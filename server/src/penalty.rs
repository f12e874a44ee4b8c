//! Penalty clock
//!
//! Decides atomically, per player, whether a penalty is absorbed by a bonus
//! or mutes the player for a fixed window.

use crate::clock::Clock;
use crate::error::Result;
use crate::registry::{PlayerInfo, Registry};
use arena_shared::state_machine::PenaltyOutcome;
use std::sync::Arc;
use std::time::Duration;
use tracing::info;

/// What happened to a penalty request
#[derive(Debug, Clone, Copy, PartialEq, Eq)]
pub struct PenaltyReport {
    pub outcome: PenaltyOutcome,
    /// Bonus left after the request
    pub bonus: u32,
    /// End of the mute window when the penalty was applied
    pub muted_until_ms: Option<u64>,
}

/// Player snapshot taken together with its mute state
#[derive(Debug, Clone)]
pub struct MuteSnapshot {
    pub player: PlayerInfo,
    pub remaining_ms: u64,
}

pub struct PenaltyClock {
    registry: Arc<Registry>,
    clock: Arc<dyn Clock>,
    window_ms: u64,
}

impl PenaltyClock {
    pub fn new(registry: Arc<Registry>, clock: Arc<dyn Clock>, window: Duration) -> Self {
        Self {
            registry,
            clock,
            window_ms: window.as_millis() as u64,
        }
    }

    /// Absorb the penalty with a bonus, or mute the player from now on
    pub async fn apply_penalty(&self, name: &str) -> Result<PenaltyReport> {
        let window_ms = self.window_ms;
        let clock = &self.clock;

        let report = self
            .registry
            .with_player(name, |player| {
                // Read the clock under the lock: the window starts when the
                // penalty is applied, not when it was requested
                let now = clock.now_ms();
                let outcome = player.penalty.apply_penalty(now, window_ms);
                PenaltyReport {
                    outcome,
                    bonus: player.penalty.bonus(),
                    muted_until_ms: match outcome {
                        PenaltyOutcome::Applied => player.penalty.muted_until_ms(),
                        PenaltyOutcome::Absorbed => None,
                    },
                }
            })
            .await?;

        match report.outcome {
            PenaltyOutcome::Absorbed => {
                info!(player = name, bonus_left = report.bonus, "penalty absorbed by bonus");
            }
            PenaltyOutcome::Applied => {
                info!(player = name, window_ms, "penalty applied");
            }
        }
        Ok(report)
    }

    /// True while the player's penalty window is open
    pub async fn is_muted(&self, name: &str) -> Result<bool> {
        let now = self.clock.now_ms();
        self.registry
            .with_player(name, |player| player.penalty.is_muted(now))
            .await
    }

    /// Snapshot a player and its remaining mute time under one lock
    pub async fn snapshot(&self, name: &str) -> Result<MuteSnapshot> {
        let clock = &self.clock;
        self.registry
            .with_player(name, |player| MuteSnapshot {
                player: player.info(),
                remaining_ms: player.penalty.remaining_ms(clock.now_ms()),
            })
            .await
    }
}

==

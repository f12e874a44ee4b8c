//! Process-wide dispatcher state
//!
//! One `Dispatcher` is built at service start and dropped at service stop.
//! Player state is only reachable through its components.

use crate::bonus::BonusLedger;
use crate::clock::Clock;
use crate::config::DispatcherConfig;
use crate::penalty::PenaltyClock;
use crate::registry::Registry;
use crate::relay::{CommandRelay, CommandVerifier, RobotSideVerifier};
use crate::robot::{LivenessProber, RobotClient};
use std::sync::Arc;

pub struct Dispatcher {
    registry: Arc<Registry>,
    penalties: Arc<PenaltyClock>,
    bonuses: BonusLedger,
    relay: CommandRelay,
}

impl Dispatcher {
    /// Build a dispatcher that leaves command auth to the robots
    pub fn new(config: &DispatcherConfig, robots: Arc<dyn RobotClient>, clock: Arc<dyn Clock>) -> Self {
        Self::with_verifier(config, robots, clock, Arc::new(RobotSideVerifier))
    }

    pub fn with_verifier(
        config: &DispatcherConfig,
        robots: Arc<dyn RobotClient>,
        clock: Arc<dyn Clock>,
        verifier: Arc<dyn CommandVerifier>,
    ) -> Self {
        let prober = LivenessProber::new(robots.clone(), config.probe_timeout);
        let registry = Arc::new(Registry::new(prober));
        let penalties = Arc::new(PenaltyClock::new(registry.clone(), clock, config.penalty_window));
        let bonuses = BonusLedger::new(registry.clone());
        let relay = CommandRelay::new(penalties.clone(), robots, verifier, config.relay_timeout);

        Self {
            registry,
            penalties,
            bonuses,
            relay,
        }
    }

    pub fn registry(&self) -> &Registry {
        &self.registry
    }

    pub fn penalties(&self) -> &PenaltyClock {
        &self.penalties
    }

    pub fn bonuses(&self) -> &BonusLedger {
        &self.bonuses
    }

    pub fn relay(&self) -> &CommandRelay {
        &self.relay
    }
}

What the task requires
The lines above, starting at the one with "after the request" and ending at the one with "from now on", are the only ones to return, exactly as written.

Your solution
    /// Bonus left after the request
    pub bonus: u32,
    /// End of the mute window when the penalty was applied
    pub muted_until_ms: Option<u64>,
}

/// Player snapshot taken together with its mute state
#[derive(Debug, Clone)]
pub struct MuteSnapshot {
    pub player: PlayerInfo,
    pub remaining_ms: u64,
}

pub struct PenaltyClock {
    registry: Arc<Registry>,
    clock: Arc<dyn Clock>,
    window_ms: u64,
}

impl PenaltyClock {
    pub fn new(registry: Arc<Registry>, clock: Arc<dyn Clock>, window: Duration) -> Self {
        Self {
            registry,
            clock,
            window_ms: window.as_millis() as u64,
        }
    }

    /// Absorb the penalty with a bonus, or mute the player from now on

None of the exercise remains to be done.